The entries below are to be repeated exactly as they stand.
[GIVEN ENTRIES Boundary: Start]
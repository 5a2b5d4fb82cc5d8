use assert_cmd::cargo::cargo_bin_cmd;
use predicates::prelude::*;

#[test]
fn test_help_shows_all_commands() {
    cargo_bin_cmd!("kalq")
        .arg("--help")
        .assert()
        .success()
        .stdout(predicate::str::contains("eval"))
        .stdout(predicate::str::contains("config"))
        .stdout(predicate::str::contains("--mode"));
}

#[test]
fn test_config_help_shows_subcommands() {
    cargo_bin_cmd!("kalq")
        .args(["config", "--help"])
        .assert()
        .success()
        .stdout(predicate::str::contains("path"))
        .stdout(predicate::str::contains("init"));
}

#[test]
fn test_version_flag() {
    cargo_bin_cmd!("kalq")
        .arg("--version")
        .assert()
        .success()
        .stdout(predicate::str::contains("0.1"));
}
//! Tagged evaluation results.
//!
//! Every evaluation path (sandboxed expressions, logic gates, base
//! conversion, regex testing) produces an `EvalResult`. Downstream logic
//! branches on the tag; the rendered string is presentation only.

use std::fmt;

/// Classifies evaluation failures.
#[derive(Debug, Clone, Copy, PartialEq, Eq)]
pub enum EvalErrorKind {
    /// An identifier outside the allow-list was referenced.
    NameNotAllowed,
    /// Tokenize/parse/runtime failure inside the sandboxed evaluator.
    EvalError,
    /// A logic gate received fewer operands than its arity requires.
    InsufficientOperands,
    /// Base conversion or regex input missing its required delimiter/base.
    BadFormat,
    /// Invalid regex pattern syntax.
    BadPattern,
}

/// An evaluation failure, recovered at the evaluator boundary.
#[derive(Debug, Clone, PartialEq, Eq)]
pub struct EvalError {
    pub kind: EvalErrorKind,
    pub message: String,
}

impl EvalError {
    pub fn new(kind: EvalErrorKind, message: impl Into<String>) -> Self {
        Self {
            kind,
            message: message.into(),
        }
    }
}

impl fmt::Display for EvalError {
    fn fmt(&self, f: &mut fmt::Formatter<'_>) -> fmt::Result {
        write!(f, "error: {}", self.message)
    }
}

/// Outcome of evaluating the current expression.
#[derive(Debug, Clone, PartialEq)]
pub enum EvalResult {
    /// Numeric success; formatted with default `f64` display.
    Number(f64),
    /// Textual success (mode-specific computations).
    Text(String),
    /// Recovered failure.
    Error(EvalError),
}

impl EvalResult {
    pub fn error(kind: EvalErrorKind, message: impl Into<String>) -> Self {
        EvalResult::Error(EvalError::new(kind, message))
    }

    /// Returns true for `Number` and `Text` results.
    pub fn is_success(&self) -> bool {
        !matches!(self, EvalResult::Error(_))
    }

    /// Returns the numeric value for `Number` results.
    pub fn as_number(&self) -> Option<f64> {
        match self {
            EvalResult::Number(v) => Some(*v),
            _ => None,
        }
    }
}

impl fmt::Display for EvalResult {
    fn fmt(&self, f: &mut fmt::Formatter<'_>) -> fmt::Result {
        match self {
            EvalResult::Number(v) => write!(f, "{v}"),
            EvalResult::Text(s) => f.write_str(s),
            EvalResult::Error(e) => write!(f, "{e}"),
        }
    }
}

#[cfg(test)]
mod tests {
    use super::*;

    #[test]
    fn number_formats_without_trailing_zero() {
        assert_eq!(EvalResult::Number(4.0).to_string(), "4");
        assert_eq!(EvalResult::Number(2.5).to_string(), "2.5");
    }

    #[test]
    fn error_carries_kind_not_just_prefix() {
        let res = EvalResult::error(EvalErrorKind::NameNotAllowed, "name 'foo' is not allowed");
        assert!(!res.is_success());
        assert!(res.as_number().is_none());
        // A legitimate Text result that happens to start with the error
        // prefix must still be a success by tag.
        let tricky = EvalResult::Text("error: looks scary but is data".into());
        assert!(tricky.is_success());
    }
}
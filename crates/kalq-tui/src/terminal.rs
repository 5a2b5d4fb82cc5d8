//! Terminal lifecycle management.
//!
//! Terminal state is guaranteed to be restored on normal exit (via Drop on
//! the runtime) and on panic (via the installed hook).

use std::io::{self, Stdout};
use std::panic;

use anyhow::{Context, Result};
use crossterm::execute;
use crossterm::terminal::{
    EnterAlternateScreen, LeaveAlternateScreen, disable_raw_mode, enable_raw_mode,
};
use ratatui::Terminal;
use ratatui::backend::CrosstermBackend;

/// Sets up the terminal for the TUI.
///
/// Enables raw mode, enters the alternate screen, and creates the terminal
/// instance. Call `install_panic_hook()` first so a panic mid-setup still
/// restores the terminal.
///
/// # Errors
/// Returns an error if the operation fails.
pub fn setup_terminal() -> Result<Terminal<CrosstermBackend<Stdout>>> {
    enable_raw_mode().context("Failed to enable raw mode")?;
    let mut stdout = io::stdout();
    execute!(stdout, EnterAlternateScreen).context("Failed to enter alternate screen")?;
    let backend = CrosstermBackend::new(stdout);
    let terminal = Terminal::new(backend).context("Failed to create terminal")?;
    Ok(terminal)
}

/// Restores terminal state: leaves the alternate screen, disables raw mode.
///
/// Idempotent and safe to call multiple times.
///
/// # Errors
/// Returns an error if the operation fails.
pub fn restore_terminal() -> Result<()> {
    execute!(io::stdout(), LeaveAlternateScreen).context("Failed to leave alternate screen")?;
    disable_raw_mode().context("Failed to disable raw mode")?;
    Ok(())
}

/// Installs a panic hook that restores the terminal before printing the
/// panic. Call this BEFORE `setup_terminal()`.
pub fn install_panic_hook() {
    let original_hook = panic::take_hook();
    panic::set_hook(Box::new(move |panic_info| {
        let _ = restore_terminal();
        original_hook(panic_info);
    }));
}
[GIVEN ENTRIES Boundary: End]
# OUTPUT BELOW
repository 5a2b5d4fb82cc5d8
use assert_cmd::cargo::cargo_bin_cmd;
use predicates::prelude::*;

#[test]
fn test_help_shows_all_commands() {
    cargo_bin_cmd!("kalq")
        .arg("--help")
        .assert()
        .success()
        .stdout(predicate::str::contains("eval"))
        .stdout(predicate::str::contains("config"))
        .stdout(predicate::str::contains("--mode"));
}

#[test]
fn test_config_help_shows_subcommands() {
    cargo_bin_cmd!("kalq")
        .args(["config", "--help"])
        .assert()
        .success()
        .stdout(predicate::str::contains("path"))
        .stdout(predicate::str::contains("init"));
}

#[test]
fn test_version_flag() {
    cargo_bin_cmd!("kalq")
        .arg("--version")
        .assert()
        .success()
        .stdout(predicate::str::contains("0.1"));
}
//! Tagged evaluation results.
//!
//! Every evaluation path (sandboxed expressions, logic gates, base
//! conversion, regex testing) produces an `EvalResult`. Downstream logic
//! branches on the tag; the rendered string is presentation only.

use std::fmt;

/// Classifies evaluation failures.
#[derive(Debug, Clone, Copy, PartialEq, Eq)]
pub enum EvalErrorKind {
    /// An identifier outside the allow-list was referenced.
    NameNotAllowed,
    /// Tokenize/parse/runtime failure inside the sandboxed evaluator.
    EvalError,
    /// A logic gate received fewer operands than its arity requires.
    InsufficientOperands,
    /// Base conversion or regex input missing its required delimiter/base.
    BadFormat,
    /// Invalid regex pattern syntax.
    BadPattern,
}

/// An evaluation failure, recovered at the evaluator boundary.
#[derive(Debug, Clone, PartialEq, Eq)]
pub struct EvalError {
    pub kind: EvalErrorKind,
    pub message: String,
}

impl EvalError {
    pub fn new(kind: EvalErrorKind, message: impl Into<String>) -> Self {
        Self {
            kind,
            message: message.into(),
        }
    }
}

impl fmt::Display for EvalError {
    fn fmt(&self, f: &mut fmt::Formatter<'_>) -> fmt::Result {
        write!(f, "error: {}", self.message)
    }
}

/// Outcome of evaluating the current expression.
#[derive(Debug, Clone, PartialEq)]
pub enum EvalResult {
    /// Numeric success; formatted with default `f64` display.
    Number(f64),
    /// Textual success (mode-specific computations).
    Text(String),
    /// Recovered failure.
    Error(EvalError),
}

impl EvalResult {
    pub fn error(kind: EvalErrorKind, message: impl Into<String>) -> Self {
        EvalResult::Error(EvalError::new(kind, message))
    }

    /// Returns true for `Number` and `Text` results.
    pub fn is_success(&self) -> bool {
        !matches!(self, EvalResult::Error(_))
    }

    /// Returns the numeric value for `Number` results.
    pub fn as_number(&self) -> Option<f64> {
        match self {
            EvalResult::Number(v) => Some(*v),
            _ => None,
        }
    }
}

impl fmt::Display for EvalResult {
    fn fmt(&self, f: &mut fmt::Formatter<'_>) -> fmt::Result {
        match self {
            EvalResult::Number(v) => write!(f, "{v}"),
            EvalResult::Text(s) => f.write_str(s),
            EvalResult::Error(e) => write!(f, "{e}"),
        }
    }
}

#[cfg(test)]
mod tests {
    use super::*;

    #[test]
    fn number_formats_without_trailing_zero() {
        assert_eq!(EvalResult::Number(4.0).to_string(), "4");
        assert_eq!(EvalResult::Number(2.5).to_string(), "2.5");
    }

    #[test]
    fn error_carries_kind_not_just_prefix() {
        let res = EvalResult::error(EvalErrorKind::NameNotAllowed, "name 'foo' is not allowed");
        assert!(!res.is_success());
        assert!(res.as_number().is_none());
        // A legitimate Text result that happens to start with the error
        // prefix must still be a success by tag.
        let tricky = EvalResult::Text("error: looks scary but is data".into());
        assert!(tricky.is_success());
    }
}
filename crates/kalq-tui/src/terminal.rs
repository 5a2b5d4fb82cc5d8
//! Terminal lifecycle management.
//!
//! Terminal state is guaranteed to be restored on normal exit (via Drop on
//! the runtime) and on panic (via the installed hook).

use std::io::{self, Stdout};
use std::panic;

use anyhow::{Context, Result};
use crossterm::execute;
use crossterm::terminal::{
    EnterAlternateScreen, LeaveAlternateScreen, disable_raw_mode, enable_raw_mode,
};
use ratatui::Terminal;
use ratatui::backend::CrosstermBackend;

/// Sets up the terminal for the TUI.
///
/// Enables raw mode, enters the alternate screen, and creates the terminal
/// instance. Call `install_panic_hook()` first so a panic mid-setup still
/// restores the terminal.
///
/// # Errors
/// Returns an error if the operation fails.
pub fn setup_terminal() -> Result<Terminal<CrosstermBackend<Stdout>>> {
    enable_raw_mode().context("Failed to enable raw mode")?;
    let mut stdout = io::stdout();
    execute!(stdout, EnterAlternateScreen).context("Failed to enter alternate screen")?;
    let backend = CrosstermBackend::new(stdout);
    let terminal = Terminal::new(backend).context("Failed to create terminal")?;
    Ok(terminal)
}

/// Restores terminal state: leaves the alternate screen, disables raw mode.
///
/// Idempotent and safe to call multiple times.
///
/// # Errors
/// Returns an error if the operation fails.
pub fn restore_terminal() -> Result<()> {
    execute!(io::stdout(), LeaveAlternateScreen).context("Failed to leave alternate screen")?;
    disable_raw_mode().context("Failed to disable raw mode")?;
    Ok(())
}

/// Installs a panic hook that restores the terminal before printing the
/// panic. Call this BEFORE `setup_terminal()`.
pub fn install_panic_hook() {
    let original_hook = panic::take_hook();
    panic::set_hook(Box::new(move |panic_info| {
        let _ = restore_terminal();
        original_hook(panic_info);
    }));
}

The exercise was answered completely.